### Records shown
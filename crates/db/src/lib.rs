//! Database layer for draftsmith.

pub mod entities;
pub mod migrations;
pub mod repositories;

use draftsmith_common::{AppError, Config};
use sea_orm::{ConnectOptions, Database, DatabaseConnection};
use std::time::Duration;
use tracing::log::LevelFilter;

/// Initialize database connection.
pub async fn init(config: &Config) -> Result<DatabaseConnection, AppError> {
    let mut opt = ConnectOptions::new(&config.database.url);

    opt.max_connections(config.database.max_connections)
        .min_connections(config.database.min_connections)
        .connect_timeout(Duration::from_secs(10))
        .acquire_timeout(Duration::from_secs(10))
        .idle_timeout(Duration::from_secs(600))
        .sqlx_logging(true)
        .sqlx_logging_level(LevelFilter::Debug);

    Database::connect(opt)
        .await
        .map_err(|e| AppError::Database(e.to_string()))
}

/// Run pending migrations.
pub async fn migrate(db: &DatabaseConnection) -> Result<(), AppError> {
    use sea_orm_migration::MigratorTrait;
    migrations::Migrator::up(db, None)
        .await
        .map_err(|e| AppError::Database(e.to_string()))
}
######
### Records shown
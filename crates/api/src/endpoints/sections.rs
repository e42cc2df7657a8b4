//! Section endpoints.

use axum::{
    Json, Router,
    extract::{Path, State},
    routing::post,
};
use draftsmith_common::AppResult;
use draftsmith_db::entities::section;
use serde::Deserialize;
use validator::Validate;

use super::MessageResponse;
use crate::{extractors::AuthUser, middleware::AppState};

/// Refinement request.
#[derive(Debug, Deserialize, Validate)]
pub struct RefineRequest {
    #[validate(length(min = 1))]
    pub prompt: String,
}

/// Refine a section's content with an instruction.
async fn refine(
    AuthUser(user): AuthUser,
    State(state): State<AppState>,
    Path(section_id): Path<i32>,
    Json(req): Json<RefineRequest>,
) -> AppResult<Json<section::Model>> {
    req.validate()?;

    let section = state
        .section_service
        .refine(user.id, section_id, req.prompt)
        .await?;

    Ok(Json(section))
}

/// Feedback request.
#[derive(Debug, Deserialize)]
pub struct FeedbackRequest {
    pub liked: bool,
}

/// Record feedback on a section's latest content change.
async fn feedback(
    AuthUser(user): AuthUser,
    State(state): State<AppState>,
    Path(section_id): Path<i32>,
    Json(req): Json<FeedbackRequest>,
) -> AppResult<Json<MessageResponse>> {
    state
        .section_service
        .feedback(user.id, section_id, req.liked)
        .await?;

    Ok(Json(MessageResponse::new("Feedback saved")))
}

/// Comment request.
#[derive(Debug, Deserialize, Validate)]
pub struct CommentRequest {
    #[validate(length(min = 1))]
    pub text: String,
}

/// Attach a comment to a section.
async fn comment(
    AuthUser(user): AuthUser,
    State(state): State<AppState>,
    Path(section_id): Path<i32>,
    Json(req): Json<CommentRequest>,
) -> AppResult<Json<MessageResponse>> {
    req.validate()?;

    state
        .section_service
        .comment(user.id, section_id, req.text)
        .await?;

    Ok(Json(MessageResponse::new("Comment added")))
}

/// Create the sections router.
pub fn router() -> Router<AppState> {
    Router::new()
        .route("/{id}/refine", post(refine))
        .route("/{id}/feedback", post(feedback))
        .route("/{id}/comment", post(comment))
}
######
• [Work request]:
Select, from the listing, all lines that include the word "AppError".

• [Response for this exercise]:
use draftsmith_common::{AppError, Config};
pub async fn init(config: &Config) -> Result<DatabaseConnection, AppError> {
        .map_err(|e| AppError::Database(e.to_string()))
pub async fn migrate(db: &DatabaseConnection) -> Result<(), AppError> {
        .map_err(|e| AppError::Database(e.to_string()))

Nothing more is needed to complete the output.